● **Exercise aim**: Every entry must be output exactly as it was written.

Stored items:
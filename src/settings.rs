//! Physics tuning
//!
//! Loaded from a JSON file; missing fields take their defaults.

use std::path::Path;

use glam::Vec2;
use serde::{Deserialize, Serialize};

use crate::consts::{
    ARENA_HEIGHT, ARENA_WIDTH, COLLISION_RESTITUTION, MAX_GRID_DIM, PATH_QUERY_SCALE,
    PUSH_MARGIN_FRACTION, SPATIAL_CELL_SIZE, SWEEP_STEP_FRACTION,
};

#[derive(Debug, Clone, PartialEq, Serialize, Deserialize)]
#[serde(default)]
pub struct PhysicsSettings {
    /// Fraction of normal velocity kept after a bounce (0.0 - 1.0)
    pub restitution: f32,
    /// Swept-test sub-step as a fraction of the body radius
    pub sweep_step_fraction: f32,
    /// Extra push-out after a wall hit as a fraction of the body radius
    pub push_margin_fraction: f32,
    /// Broad-phase path query radius as a multiple of the body radius
    pub path_query_scale: f32,
    /// Wall contacts resolved per body per step
    pub contact_iterations: u32,

    // === Arena ===
    pub cell_size: f32,
    pub arena_width: f32,
    pub arena_height: f32,
}

impl Default for PhysicsSettings {
    fn default() -> Self {
        Self {
            restitution: COLLISION_RESTITUTION,
            sweep_step_fraction: SWEEP_STEP_FRACTION,
            push_margin_fraction: PUSH_MARGIN_FRACTION,
            path_query_scale: PATH_QUERY_SCALE,
            contact_iterations: 1,

            cell_size: SPATIAL_CELL_SIZE,
            arena_width: ARENA_WIDTH,
            arena_height: ARENA_HEIGHT,
        }
    }
}

impl PhysicsSettings {
    pub fn arena_size(&self) -> Vec2 {
        Vec2::new(self.arena_width, self.arena_height)
    }

    /// Clamp every field into its usable range
    pub fn sanitized(mut self) -> Self {
        let defaults = Self::default();

        self.restitution = if self.restitution.is_finite() {
            self.restitution.clamp(0.0, 1.0)
        } else {
            defaults.restitution
        };
        self.push_margin_fraction = if self.push_margin_fraction.is_finite() {
            self.push_margin_fraction.max(0.0)
        } else {
            defaults.push_margin_fraction
        };
        positive_or(&mut self.sweep_step_fraction, defaults.sweep_step_fraction);
        positive_or(&mut self.path_query_scale, defaults.path_query_scale);
        positive_or(&mut self.cell_size, defaults.cell_size);
        positive_or(&mut self.arena_width, defaults.arena_width);
        positive_or(&mut self.arena_height, defaults.arena_height);
        let min_cell = self.arena_width.max(self.arena_height) / MAX_GRID_DIM as f32;
        self.cell_size = self.cell_size.max(min_cell);
        if self.contact_iterations == 0 {
            self.contact_iterations = defaults.contact_iterations;
        }
        self
    }

    /// Parse and sanitize
    pub fn from_json(json: &str) -> Result<Self, serde_json::Error> {
        serde_json::from_str::<Self>(json).map(Self::sanitized)
    }

    pub fn to_json(&self) -> Result<String, serde_json::Error> {
        serde_json::to_string_pretty(self)
    }

    /// Load from a file, falling back to defaults if it is missing or invalid
    pub fn load(path: impl AsRef<Path>) -> Self {
        let path = path.as_ref();
        match std::fs::read_to_string(path) {
            Ok(json) => match Self::from_json(&json) {
                Ok(settings) => {
                    log::info!("Loaded physics settings from {}", path.display());
                    settings
                }
                Err(e) => {
                    log::warn!("Invalid settings in {}: {e}; using defaults", path.display());
                    Self::default()
                }
            },
            Err(e) => {
                log::info!("No settings at {} ({e}); using defaults", path.display());
                Self::default()
            }
        }
    }

    pub fn save(&self, path: impl AsRef<Path>) -> std::io::Result<()> {
        let json = self.to_json().map_err(std::io::Error::other)?;
        std::fs::write(path.as_ref(), json)?;
        log::info!("Settings saved to {}", path.as_ref().display());
        Ok(())
    }
}

fn positive_or(value: &mut f32, fallback: f32) {
    if !(value.is_finite() && *value > 0.0) {
        *value = fallback;
    }
}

● **Answer section**:
filename src/settings.rs
//! Physics tuning
//!
//! Loaded from a JSON file; missing fields take their defaults.

use std::path::Path;

use glam::Vec2;
use serde::{Deserialize, Serialize};

use crate::consts::{
    ARENA_HEIGHT, ARENA_WIDTH, COLLISION_RESTITUTION, MAX_GRID_DIM, PATH_QUERY_SCALE,
    PUSH_MARGIN_FRACTION, SPATIAL_CELL_SIZE, SWEEP_STEP_FRACTION,
};

#[derive(Debug, Clone, PartialEq, Serialize, Deserialize)]
#[serde(default)]
pub struct PhysicsSettings {
    /// Fraction of normal velocity kept after a bounce (0.0 - 1.0)
    pub restitution: f32,
    /// Swept-test sub-step as a fraction of the body radius
    pub sweep_step_fraction: f32,
    /// Extra push-out after a wall hit as a fraction of the body radius
    pub push_margin_fraction: f32,
    /// Broad-phase path query radius as a multiple of the body radius
    pub path_query_scale: f32,
    /// Wall contacts resolved per body per step
    pub contact_iterations: u32,

    // === Arena ===
    pub cell_size: f32,
    pub arena_width: f32,
    pub arena_height: f32,
}

impl Default for PhysicsSettings {
    fn default() -> Self {
        Self {
            restitution: COLLISION_RESTITUTION,
            sweep_step_fraction: SWEEP_STEP_FRACTION,
            push_margin_fraction: PUSH_MARGIN_FRACTION,
            path_query_scale: PATH_QUERY_SCALE,
            contact_iterations: 1,

            cell_size: SPATIAL_CELL_SIZE,
            arena_width: ARENA_WIDTH,
            arena_height: ARENA_HEIGHT,
        }
    }
}

impl PhysicsSettings {
    pub fn arena_size(&self) -> Vec2 {
        Vec2::new(self.arena_width, self.arena_height)
    }

    /// Clamp every field into its usable range
    pub fn sanitized(mut self) -> Self {
        let defaults = Self::default();

        self.restitution = if self.restitution.is_finite() {
            self.restitution.clamp(0.0, 1.0)
        } else {
            defaults.restitution
        };
        self.push_margin_fraction = if self.push_margin_fraction.is_finite() {
            self.push_margin_fraction.max(0.0)
        } else {
            defaults.push_margin_fraction
        };
        positive_or(&mut self.sweep_step_fraction, defaults.sweep_step_fraction);
        positive_or(&mut self.path_query_scale, defaults.path_query_scale);
        positive_or(&mut self.cell_size, defaults.cell_size);
        positive_or(&mut self.arena_width, defaults.arena_width);
        positive_or(&mut self.arena_height, defaults.arena_height);
        let min_cell = self.arena_width.max(self.arena_height) / MAX_GRID_DIM as f32;
        self.cell_size = self.cell_size.max(min_cell);
        if self.contact_iterations == 0 {
            self.contact_iterations = defaults.contact_iterations;
        }
        self
    }

    /// Parse and sanitize
    pub fn from_json(json: &str) -> Result<Self, serde_json::Error> {
        serde_json::from_str::<Self>(json).map(Self::sanitized)
    }

    pub fn to_json(&self) -> Result<String, serde_json::Error> {
        serde_json::to_string_pretty(self)
    }

    /// Load from a file, falling back to defaults if it is missing or invalid
    pub fn load(path: impl AsRef<Path>) -> Self {
        let path = path.as_ref();
        match std::fs::read_to_string(path) {
            Ok(json) => match Self::from_json(&json) {
                Ok(settings) => {
                    log::info!("Loaded physics settings from {}", path.display());
                    settings
                }
                Err(e) => {
                    log::warn!("Invalid settings in {}: {e}; using defaults", path.display());
                    Self::default()
                }
            },
            Err(e) => {
                log::info!("No settings at {} ({e}); using defaults", path.display());
                Self::default()
            }
        }
    }

    pub fn save(&self, path: impl AsRef<Path>) -> std::io::Result<()> {
        let json = self.to_json().map_err(std::io::Error::other)?;
        std::fs::write(path.as_ref(), json)?;
        log::info!("Settings saved to {}", path.as_ref().display());
        Ok(())
    }
}

fn positive_or(value: &mut f32, fallback: f32) {
    if !(value.is_finite() && *value > 0.0) {
        *value = fallback;
    }
}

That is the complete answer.